The shape question is pricing and structure. Structure: one thread per buyer (their whole history), orders synced, the supplier chase beside it, the handbook behind the drafts — a store doubling overnight adds tickets, not systems. Pricing: seats are the flood's cheap problem ($15 beyond three free — the flood hires help, not tiers); credits ride usage (the flood's AI line is tens of dollars, not a subscription's); no per-resolution meter taxes the store's best month twice (the resolution-meter guide works that trap). Self-hosting exists for the store whose margins or data rules need it ($15/seat annual, 10-seat minimum, 60-day trial). The 30-day check after the flood: the queue drains daily, the tracking reads from data, the refund ladder's reviews show consistency, and the desk's costs during the store's best week — the meter that does not spike — are themselves a fact the supplier chase can point at with pride.
What breaks first in dropshipping support at scale?
The tracking treadmill (60–80% of volume is WISMO), then supplier chase — chased across personal chats by whoever notices — then refund consistency (improvised at 2 am), and finally the peak pile where unanswered tickets become chargebacks.
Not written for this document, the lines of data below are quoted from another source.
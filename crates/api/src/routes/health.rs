//! Health check endpoints.

use axum::{http::StatusCode, Json};
use telemetry::{health, metrics};

use crate::response::HealthResponse;

/// GET /health - Component report plus a metrics snapshot.
pub async fn health_handler() -> Json<HealthResponse> {
    let report = health().report();

    Json(HealthResponse {
        status: format!("{:?}", report.status).to_lowercase(),
        store_connected: health().store.is_healthy(),
        report,
        metrics: metrics().snapshot(),
    })
}

/// GET /health/ready - Readiness probe (can accept traffic).
pub async fn ready_handler() -> StatusCode {
    if health().is_ready() {
        StatusCode::OK
    } else {
        StatusCode::SERVICE_UNAVAILABLE
    }
}

/// GET /health/live - Liveness probe (service is running).
pub async fn live_handler() -> StatusCode {
    if health().is_alive() {
        StatusCode::OK
    } else {
        StatusCode::SERVICE_UNAVAILABLE
    }
}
Each is a missing system, fixable by playbook.
How do tracking replies stop being hand-typed?
Sync orders and tracking into the desk so every reply reads live status, carrier and expected delivery from data; draft delay notes proactively before buyers notice; the remaining WISMO replies draft via the copilot with human review. A store doing 100 WISMO asks weekly saves roughly a person-day.
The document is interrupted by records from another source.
//! Core types, token codec, and the attendance tracker.

pub mod clock;
pub mod config;
pub mod error;
pub mod lecture;
pub mod memory;
pub mod records;
pub mod registry;
pub mod token;
pub mod tracker;

pub use clock::*;
pub use config::*;
pub use error::{AttendanceErrorKind, Error, Result, StorageErrorCode};
pub use lecture::*;
pub use memory::MemoryStore;
pub use records::*;
pub use registry::*;
pub use token::{TokenClaims, TokenCodec};
pub use tracker::*;
//! SQLite connection owned by a dedicated thread.
//!
//! The connection is opened and migrated on the caller's thread, then moved
//! into a worker thread that drains a queue of closures. Async callers await
//! each closure's result over a oneshot channel. One connection means writers
//! are serialized and each closure sees a consistent database.

use std::sync::{mpsc, Arc, Mutex};
use std::thread::{self, JoinHandle};
use std::time::Duration;

use anyhow::{anyhow, Context, Result};
use rusqlite::Connection;
use tokio::sync::oneshot;
use tracing::{debug, error, info};

use crate::cache::LectureCache;
use crate::config::StoreConfig;
use crate::schema::run_migrations;

type DbTask = Box<dyn FnOnce(&mut Connection) + Send + 'static>;

/// Queue into the DB thread. Dropping the sender ends the thread's loop.
struct TaskQueue {
    sender: Mutex<Option<mpsc::Sender<DbTask>>>,
    thread: Mutex<Option<JoinHandle<()>>>,
}

impl TaskQueue {
    fn submit(&self, task: DbTask) -> Result<()> {
        let guard = self
            .sender
            .lock()
            .map_err(|_| anyhow!("database queue lock poisoned"))?;
        let sender = guard
            .as_ref()
            .ok_or_else(|| anyhow!("database thread already stopped"))?;
        sender
            .send(task)
            .map_err(|_| anyhow!("database thread is not accepting work"))
    }
}

impl Drop for TaskQueue {
    fn drop(&mut self) {
        if let Ok(mut sender) = self.sender.lock() {
            sender.take();
        }
        let handle = self.thread.lock().ok().and_then(|mut slot| slot.take());
        if let Some(handle) = handle {
            if handle.join().is_err() {
                error!("Database thread panicked");
            }
        }
    }
}

/// Handle to the SQLite database. Cheap to clone.
#[derive(Clone)]
pub struct Database {
    queue: Arc<TaskQueue>,
    config: Arc<StoreConfig>,
    lecture_cache: Option<LectureCache>,
}

impl Database {
    /// Opens the database, applies migrations, and starts the DB thread.
    pub fn open(config: StoreConfig) -> Result<Self> {
        let mut conn = connect(&config)?;
        run_migrations(&mut conn).context("failed to run database migrations")?;

        let (sender, receiver) = mpsc::channel::<DbTask>();
        let thread = thread::Builder::new()
            .name("attendance-db".into())
            .spawn(move || {
                while let Ok(task) = receiver.recv() {
                    task(&mut conn);
                }
                debug!("Database thread stopped");
            })
            .context("failed to spawn database thread")?;

        info!(path = %config.path.display(), "Opened attendance database");

        Ok(Self {
            queue: Arc::new(TaskQueue {
                sender: Mutex::new(Some(sender)),
                thread: Mutex::new(Some(thread)),
            }),
            config: Arc::new(config),
            lecture_cache: None,
        })
    }

    /// Opens a private in-memory database.
    pub fn open_in_memory() -> Result<Self> {
        Self::open(StoreConfig::in_memory())
    }

    /// Serve single-lecture lookups from a cache. Lecture writes made
    /// through this handle invalidate their entry.
    pub fn with_lecture_cache(mut self, ttl: Duration) -> Self {
        self.lecture_cache = Some(LectureCache::new(ttl));
        self
    }

    pub fn config(&self) -> &StoreConfig {
        &self.config
    }

    pub(crate) fn lecture_cache(&self) -> Option<&LectureCache> {
        self.lecture_cache.as_ref()
    }

    /// Runs `task` on the DB thread and returns its result.
    pub async fn execute<F, T>(&self, task: F) -> Result<T>
    where
        F: FnOnce(&mut Connection) -> Result<T> + Send + 'static,
        T: Send + 'static,
    {
        let (reply_tx, reply_rx) = oneshot::channel();

        self.queue.submit(Box::new(move |conn| {
            // The caller may have been cancelled; the result is then unused.
            let _ = reply_tx.send(task(conn));
        }))?;

        reply_rx
            .await
            .map_err(|_| anyhow!("database thread dropped the request"))?
    }
}

fn connect(config: &StoreConfig) -> Result<Connection> {
    if !config.is_in_memory() {
        if let Some(parent) = config.path.parent().filter(|p| !p.as_os_str().is_empty()) {
            std::fs::create_dir_all(parent).with_context(|| {
                format!("failed to create database directory {}", parent.display())
            })?;
        }
    }

    let conn = Connection::open(&config.path)
        .with_context(|| format!("failed to open SQLite database {}", config.path.display()))?;

    conn.busy_timeout(Duration::from_millis(config.busy_timeout_ms))
        .context("failed to set busy timeout")?;
    if !config.is_in_memory() {
        conn.pragma_update(None, "journal_mode", "WAL")
            .context("failed to enable WAL mode")?;
    }
    conn.pragma_update(None, "foreign_keys", "ON")
        .context("failed to enable foreign keys")?;

    Ok(conn)
}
How should supplier chasing be organized?
One chase thread per supplier, searchable by order number, with dated triggers ("tracking stale 96 hours") and recorded promises. The buyer's thread links to the chase. Suppliers change; the desk's memory of what each promised compounds.
What refund policy survives scaling?
The written ladder: not arrived past the promised date — a replacement or a full refund (the buyer's choice); damaged — photo then the same choice; changed mind — stated return window; chargeback incoming — refund immediately. Consistency in reviews is the dividend of policy over improvisation.
What desk shape handles volume doubling overnight?
One thread per buyer, orders synced, supplier chase alongside, handbook behind the drafts; seats at $15 beyond three free, AI credits at published prices, no per-resolution meter. Help during a flood prices the same per reply as normal volume.